The lines wanted are those in the data below that include "goes".
----- Given entries
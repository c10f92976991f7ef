// THEORY:
// Decoding an uploaded image goes through a temporary handle onto its bytes
// (the equivalent of an object URL). The handle is the only resource in the
// pipeline with an explicit lifecycle: it is acquired when a decode starts and
// must be released exactly once on every exit path, whether the decode
// succeeds, fails, panics, or the caller drops the in-flight future.
//
// Key architectural principles:
// 1.  **Explicit registry**: Handles are issued by a `HandleRegistry` that is
//     passed in, never held as ambient global state. The registry decides what
//     a handle means (a counter, a temp file, a browser object URL).
// 2.  **RAII release**: `ScopedHandle` releases in `Drop`, so release is tied to
//     scope exit instead of to each `return`/`?` in the preprocessor.
// 3.  **Leak detection**: `TrackingRegistry` keeps live and released counts so
//     tests (and long-running hosts) can assert that nothing leaked.

use std::collections::HashSet;
use std::sync::atomic::{AtomicU64, AtomicUsize, Ordering};
use std::sync::{Arc, Mutex, MutexGuard, PoisonError};
use tracing::{debug, warn};

pub type HandleId = u64;

/// Issues and revokes temporary handles onto source image bytes.
pub trait HandleRegistry: Send + Sync {
    /// Opens a handle onto `byte_len` bytes of `media_type` content.
    fn acquire(&self, media_type: &str, byte_len: usize) -> HandleId;
    /// Revokes a handle previously returned by `acquire`.
    fn release(&self, id: HandleId);
}

/// A handle that is released when it goes out of scope.
pub struct ScopedHandle {
    registry: Arc<dyn HandleRegistry>,
    id: HandleId,
}

impl ScopedHandle {
    pub fn acquire(registry: Arc<dyn HandleRegistry>, media_type: &str, byte_len: usize) -> Self {
        let id = registry.acquire(media_type, byte_len);
        Self { registry, id }
    }

    pub fn id(&self) -> HandleId {
        self.id
    }
}

impl Drop for ScopedHandle {
    fn drop(&mut self) {
        self.registry.release(self.id);
    }
}

/// Registry that counts handles so leaks and double releases are observable.
#[derive(Default)]
pub struct TrackingRegistry {
    next_id: AtomicU64,
    live: Mutex<HashSet<HandleId>>,
    acquired: AtomicUsize,
    released: AtomicUsize,
}

impl TrackingRegistry {
    pub fn new() -> Self {
        Self::default()
    }

    /// Handles acquired and not yet released.
    pub fn live_count(&self) -> usize {
        self.live().len()
    }

    // A panic while holding the lock leaves the set intact; keep counting.
    fn live(&self) -> MutexGuard<'_, HashSet<HandleId>> {
        self.live.lock().unwrap_or_else(PoisonError::into_inner)
    }

    pub fn acquired_count(&self) -> usize {
        self.acquired.load(Ordering::SeqCst)
    }

    /// Every call to `release`, including ones for unknown handles.
    pub fn released_count(&self) -> usize {
        self.released.load(Ordering::SeqCst)
    }
}

impl HandleRegistry for TrackingRegistry {
    fn acquire(&self, media_type: &str, byte_len: usize) -> HandleId {
        let id = self.next_id.fetch_add(1, Ordering::SeqCst);
        self.live().insert(id);
        self.acquired.fetch_add(1, Ordering::SeqCst);
        debug!(handle = id, media_type, byte_len, "source handle acquired");
        id
    }

    fn release(&self, id: HandleId) {
        self.released.fetch_add(1, Ordering::SeqCst);
        let was_live = self.live().remove(&id);
        if was_live {
            debug!(handle = id, "source handle released");
        } else {
            warn!(handle = id, "release of a handle that is not live");
        }
    }
}
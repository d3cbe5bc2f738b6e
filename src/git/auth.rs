//! Git authentication callbacks
//!
//! Credentials come from git's own sources: the SSH agent, keys in
//! `~/.ssh/`, and configured credential helpers.

use git2::{Cred, CredentialType, Error, ErrorClass, ErrorCode, RemoteCallbacks};

fn auth_failed() -> Error {
    Error::new(ErrorCode::Auth, ErrorClass::Http, "authentication failed")
}

fn ssh_key_from_disk(username: &str) -> Result<Cred, Error> {
    let ssh_dir = dirs::home_dir().unwrap_or_default().join(".ssh");
    for key_name in ["id_ed25519", "id_ecdsa", "id_rsa"] {
        let private_key = ssh_dir.join(key_name);
        if !private_key.exists() {
            continue;
        }
        let public_key = ssh_dir.join(format!("{key_name}.pub"));
        let public_key = public_key.exists().then_some(public_key);
        if let Ok(cred) = Cred::ssh_key(username, public_key.as_deref(), &private_key, None) {
            return Ok(cred);
        }
    }
    Err(auth_failed())
}

fn credential_helper(url: &str, username: Option<&str>) -> Result<Cred, Error> {
    let config = git2::Config::open_default().or_else(|_| git2::Config::new())?;
    Cred::credential_helper(&config, url, username).map_err(|_| auth_failed())
}

/// Install the credential callback on `callbacks`
pub fn setup_auth_callbacks(callbacks: &mut RemoteCallbacks<'_>) {
    callbacks.credentials(|url, username_from_url, allowed| {
        if allowed.contains(CredentialType::DEFAULT) {
            return Cred::default();
        }
        if allowed.contains(CredentialType::SSH_KEY) {
            let username = username_from_url.unwrap_or("git");
            return Cred::ssh_key_from_agent(username).or_else(|_| ssh_key_from_disk(username));
        }
        if allowed.contains(CredentialType::USER_PASS_PLAINTEXT) {
            return credential_helper(url, username_from_url);
        }
        Err(auth_failed())
    });
}
use clap::Parser;

/// Arguments for the validate command
#[derive(Parser, Debug)]
#[command(after_help = "EXAMPLES:\n  \
                   Check a manifest before installing it:\n    rigger validate ./dev.cfg")]
pub struct ValidateArgs {
    /// Manifest location (path or http(s) URL)
    pub source: String,

    /// Do not follow `extends` in the manifest
    #[arg(long)]
    pub no_inherit: bool,
}
use clap::Parser;

/// Arguments for completions command
#[derive(Parser, Debug)]
#[command(after_help = "EXAMPLES:\n  \
                  Generate bash completions:\n    rigger completions bash > ~/.bash_completion.d/rigger\n\n\
                  Generate zsh completions:\n    rigger completions zsh > ~/.zfunc/_rigger\n\n\
                  Generate fish completions:\n    rigger completions fish > ~/.config/fish/completions/rigger.fish\n\n\
                  Generate PowerShell completions:\n    rigger completions powershell")]
pub struct CompletionsArgs {
    /// Shell type (bash, elvish, fish, powershell, zsh)
    pub shell: String,
}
----------
Response below ->
// Decoding an uploaded image goes through a temporary handle onto its bytes
/// A handle that is released when it goes out of scope.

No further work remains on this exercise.